Commutative Algebra and Algebraic Geometry are of relevance to Statistics and in recent years there was quite a lot of activity on this.

See e.g. http://en.wikipedia.org/wiki/Algebraic_statistics (and scroll down, the beginning is perhaps also interesting for your purpose, but what I mean is rather at the end of the page).

For example there is this book L. Pachter and B. Sturmfels. Algebraic Statistics for Computational Biology from 2005.

And there is a fairly recent (I believe) Activity Group of SIAM (Society for Applied and Industrial Mathematics) for Algebraic Geometry (which perhaps is close enough CA), about to hold its first conference http://www.siam.org/meetings/ag11/ (looking up the planery speakers should yield further details; there is a considerable intersection with names I. Rivin gives).

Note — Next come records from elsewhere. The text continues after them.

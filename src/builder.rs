//! Graph builder: accumulates one recording's triples and turns them into
//! the compacted document pushed to the store.

use crate::codec;
use crate::environment::{IdentityOracle, ProjectContext};
use crate::error::TraceResult;
use crate::model::{format_time, EntityKind, Specifier, Trace, TrNode};
use crate::rdf::{self, named_node, Literal, Term, Triple};
use crate::vocab::{self, keys};
use chrono::Utc;
use serde_json::Value;
use std::collections::HashSet;
use std::fs::OpenOptions;
use std::io::{ErrorKind, Write};
use std::path::{Path, PathBuf};
use std::sync::Arc;
use tracing::{debug, warn};

/// Builds the triple set for one traceability message.
///
/// Adding the same node or trace twice has no further effect.
pub struct TraceMessageBuilder {
    project: ProjectContext,
    triples: Vec<Triple>,
    seen: HashSet<Triple>,
    oracle: Option<Arc<dyn IdentityOracle>>,
    snapshot_dir: Option<PathBuf>,
}

impl TraceMessageBuilder {
    pub fn new(project: ProjectContext) -> Self {
        Self {
            project,
            triples: Vec::new(),
            seen: HashSet::new(),
            oracle: None,
            snapshot_dir: None,
        }
    }

    /// Associate every added activity with the oracle's current user
    pub fn auto_associate(mut self, oracle: Arc<dyn IdentityOracle>) -> Self {
        self.oracle = Some(oracle);
        self
    }

    /// Write a copy of the finished document into `dir`
    pub fn with_snapshot_dir(mut self, dir: impl Into<PathBuf>) -> Self {
        self.snapshot_dir = Some(dir.into());
        self
    }

    pub fn project(&self) -> &ProjectContext {
        &self.project
    }

    fn push(&mut self, subject: &str, predicate: &str, object: impl Into<Term>) -> TraceResult<()> {
        let triple = Triple::new(
            named_node(vocab::expand(subject))?,
            named_node(vocab::expand(predicate))?,
            object,
        );
        if self.seen.insert(triple.clone()) {
            self.triples.push(triple);
        }
        Ok(())
    }

    fn push_iri(&mut self, subject: &str, predicate: &str, object: &str) -> TraceResult<()> {
        let object = named_node(vocab::expand(object))?;
        self.push(subject, predicate, object)
    }

    /// The project entity every activity points at through `inProject`
    pub fn add_project_node(&mut self) -> TraceResult<()> {
        let uri = self.project.uri();
        let name = self.project.name.clone();
        self.push_iri(&uri, keys::term::TYPE, Specifier::Entity.as_str())?;
        self.push_iri(&uri, keys::intocps::ENTITY_TYPE, EntityKind::Project.as_str())?;
        self.push(&uri, keys::term::NAME, Literal::new_simple_literal(name))
    }

    /// Emit a node's parameters. Reference-valued keys become IRIs, the rest
    /// plain literals.
    pub fn add_node(&mut self, node: &TrNode) -> TraceResult<()> {
        let uri = node.uri().to_string();
        for (key, value) in node.parameters() {
            if keys::is_reference_key(&key) {
                self.push_iri(&uri, &key, &value)?;
            } else {
                self.push(&uri, &key, Literal::new_simple_literal(value))?;
            }
        }

        if let TrNode::Activity(_) = node {
            let project = self.project.uri();
            self.push_iri(&uri, keys::intocps::IN_PROJECT, &project)?;

            if let Some(oracle) = self.oracle.clone() {
                let agent: TrNode = oracle.user_as_agent()?.into();
                self.add_node(&agent)?;
                self.push_iri(&uri, keys::prov::WAS_ASSOCIATED_WITH, agent.uri())?;
            }
        }
        Ok(())
    }

    pub fn add_trace(&mut self, trace: &Trace) -> TraceResult<()> {
        self.push_iri(&trace.subject, &trace.predicate, &trace.object)
    }

    /// Triples in insertion order
    pub fn triples(&self) -> &[Triple] {
        &self.triples
    }

    pub fn len(&self) -> usize {
        self.triples.len()
    }

    pub fn is_empty(&self) -> bool {
        self.triples.is_empty()
    }

    pub fn to_ntriples(&self) -> String {
        rdf::write_ntriples(&self.triples)
    }

    /// Encode the accumulated triples. A configured snapshot is written on
    /// success; failing to write it only logs.
    pub fn finish(&self) -> TraceResult<Value> {
        let doc = codec::encode(&self.triples)?;
        debug!(triples = self.triples.len(), "trace message encoded");

        if let Some(dir) = &self.snapshot_dir {
            match write_snapshot(dir, &snapshot_stamp(), &doc) {
                Ok(path) => debug!(path = %path.display(), "snapshot written"),
                Err(e) => warn!(dir = %dir.display(), error = %e, "failed to write snapshot"),
            }
        }
        Ok(doc)
    }
}

/// `2024-03-01T12:30:00.123Z` → `20240301T123000123`
fn snapshot_stamp() -> String {
    format_time(&Utc::now())
        .chars()
        .filter(|c| !matches!(c, '-' | ':' | '.' | 'Z'))
        .collect()
}

/// Write `doc` as `<stamp>.jsonld`, or `<stamp>-<n>.jsonld` when an earlier
/// message already took the name. Existing files are never replaced.
fn write_snapshot(dir: &Path, stamp: &str, doc: &Value) -> TraceResult<PathBuf> {
    std::fs::create_dir_all(dir)?;
    let body = serde_json::to_string_pretty(doc)?;
    let mut suffix = 0u32;
    loop {
        let name = match suffix {
            0 => format!("{}.jsonld", stamp),
            n => format!("{}-{}.jsonld", stamp, n),
        };
        let path = dir.join(name);
        match OpenOptions::new().write(true).create_new(true).open(&path) {
            Ok(mut file) => {
                file.write_all(body.as_bytes())?;
                return Ok(path);
            }
            Err(e) if e.kind() == ErrorKind::AlreadyExists => suffix += 1,
            Err(e) => return Err(e.into()),
        }
    }
}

Another topic at the borderline of commutative algebra and number theory is Elliptic Curve Cryptography see http://en.wikipedia.org/wiki/Elliptic_curve_cryptography and also other cryptographic problems, but in part they feeel perhaps too number theoretic for you.

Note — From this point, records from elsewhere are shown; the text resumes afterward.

//! End-to-end: build a message, encode it, decode it back
//!
//! Covers the path a recording takes before it reaches the store, and the
//! path a store response takes on the way back in.

mod common;

use common::{user, Workspace, USER_EMAIL, USER_NAME};
use intocps_traceability::vocab::keys::prov;
use intocps_traceability::{
    parse_objects, Activity, ActivityType, Artefact, ArtefactType, LoadError, RdfFormat, Trace,
    TraceMessageBuilder, TrNode,
};
use chrono::{TimeZone, Utc};

fn model_creation() -> Activity {
    Activity::model_creation(Utc.with_ymd_and_hms(2024, 3, 1, 9, 15, 0).unwrap())
}

fn inputs() -> Vec<Artefact> {
    vec![
        Artefact::new(ArtefactType::Fmu, "FMUs/tank.fmu", "h-tank"),
        Artefact::new(ArtefactType::Fmu, "FMUs/controller.fmu", "h-ctrl"),
    ]
}

/// Project + agent + activity + two used artefacts
fn recorded_message(ws: &Workspace) -> TraceMessageBuilder {
    let activity = model_creation();
    let mut builder = TraceMessageBuilder::new(ws.project.clone());
    builder.add_project_node().unwrap();
    builder.add_node(&user().into()).unwrap();
    builder.add_node(&activity.clone().into()).unwrap();
    for artefact in inputs() {
        builder.add_node(&artefact.clone().into()).unwrap();
        builder
            .add_trace(&Trace::new(&activity.uri, prov::USED, &artefact.uri))
            .unwrap();
    }
    builder
}

#[test]
fn test_message_decodes_to_typed_nodes_and_traces() {
    let ws = Workspace::new();
    let doc = recorded_message(&ws).finish().unwrap();

    let body = serde_json::to_string(&doc).unwrap();
    let graph = parse_objects(&body, "application/ld+json").unwrap();

    // The project entity is not a node kind of its own
    assert_eq!(graph.nodes.len(), 4);
    assert_eq!(graph.warnings.len(), 1);
    assert_eq!(graph.warnings[0].subject, ws.project.uri());
    assert!(matches!(graph.warnings[0].reason, LoadError::UnsupportedEntityType(_)));

    let agent = graph.agents().next().expect("agent decoded");
    assert_eq!(agent.name, USER_NAME);
    assert_eq!(agent.email, USER_EMAIL);

    let activity = graph.activities().next().expect("activity decoded");
    assert_eq!(activity.activity_type, ActivityType::ModelCreation);
    assert_eq!(activity, &model_creation());

    let artefacts: Vec<_> = graph.artefacts().cloned().collect();
    assert_eq!(artefacts.len(), 2);
    for expected in inputs() {
        assert!(artefacts.contains(&expected), "missing {}", expected.path);
    }

    assert_eq!(graph.traces.len(), 2);
    assert!(graph.traces.iter().all(|t| t.is_from(&activity.uri, prov::USED)));
}

#[test]
fn test_document_uses_compact_context() {
    let ws = Workspace::new();
    let doc = recorded_message(&ws).finish().unwrap();

    assert!(doc.get("@context").is_some());
    let graph = doc["@graph"].as_array().expect("several nodes go under @graph");
    let agent = graph
        .iter()
        .find(|n| n["@id"] == "mailto:t@example.com")
        .expect("agent node present");
    assert_eq!(agent["@type"], "prov:Agent");
    assert_eq!(agent["name"], USER_NAME);
}

#[test]
fn test_ntriples_and_jsonld_decode_alike() {
    let ws = Workspace::new();
    let builder = recorded_message(&ws);

    let from_nt = parse_objects(&builder.to_ntriples(), RdfFormat::NTriples.media_type()).unwrap();
    let doc = serde_json::to_string(&builder.finish().unwrap()).unwrap();
    let from_jsonld = parse_objects(&doc, RdfFormat::JsonLd.media_type()).unwrap();

    assert_eq!(from_nt.nodes.len(), from_jsonld.nodes.len());
    for node in &from_nt.nodes {
        assert_eq!(from_jsonld.node(node.uri()), Some(node));
    }
    let mut a = from_nt.traces.clone();
    let mut b = from_jsonld.traces.clone();
    a.sort_by(|x, y| x.object.cmp(&y.object));
    b.sort_by(|x, y| x.object.cmp(&y.object));
    assert_eq!(a, b);
}

#[test]
fn test_turtle_response_decodes() {
    let fmu = &inputs()[0];
    let body = format!(
        r#"@prefix prov: <http://www.w3.org/ns/prov#> .
@prefix intocps: <http://into-cps.org/ns#> .
@prefix schema: <https://schema.org/> .

<http://into-cps.org/ns#{local}> a prov:Entity ;
    intocps:EntityType intocps:Artefact ;
    intocps:ArtefactType intocps:fmu ;
    intocps:Path "FMUs/tank.fmu" ;
    schema:sha256 "h-tank" .
"#,
        local = fmu.uri.trim_start_matches("intocps:")
    );

    let graph = parse_objects(&body, "text/turtle").unwrap();
    assert_eq!(graph.nodes, vec![TrNode::from(fmu.clone())]);
}

#[test]
fn test_unsupported_content_type_is_empty() {
    let graph = parse_objects("hello", "text/plain").unwrap();
    assert!(graph.is_empty());
}

#[test]
fn test_malformed_body_is_error() {
    assert!(parse_objects("{ not json", "application/ld+json").is_err());
}

#[test]
fn test_snapshot_written_next_to_project() {
    let ws = Workspace::new();
    let snapshots = ws.path("traceability/messages");
    let builder = recorded_message(&ws).with_snapshot_dir(&snapshots);

    let doc = builder.finish().unwrap();

    let written: Vec<_> = std::fs::read_dir(&snapshots)
        .unwrap()
        .map(|e| e.unwrap().path())
        .collect();
    assert_eq!(written.len(), 1);
    assert_eq!(written[0].extension().and_then(|e| e.to_str()), Some("jsonld"));
    let saved: serde_json::Value =
        serde_json::from_str(&std::fs::read_to_string(&written[0]).unwrap()).unwrap();
    assert_eq!(saved, doc);
}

Finally, not really your question, but apparently the motivation: to convince your friends, depending on the background of your friends, I suggest to explain them the (simple) congruence arithmetic behind the final digit of the ISBN numbers. This was the only thing that I found that I felt had some real impact on the opinion of some of my friends on the usefulnes of pure mathematics.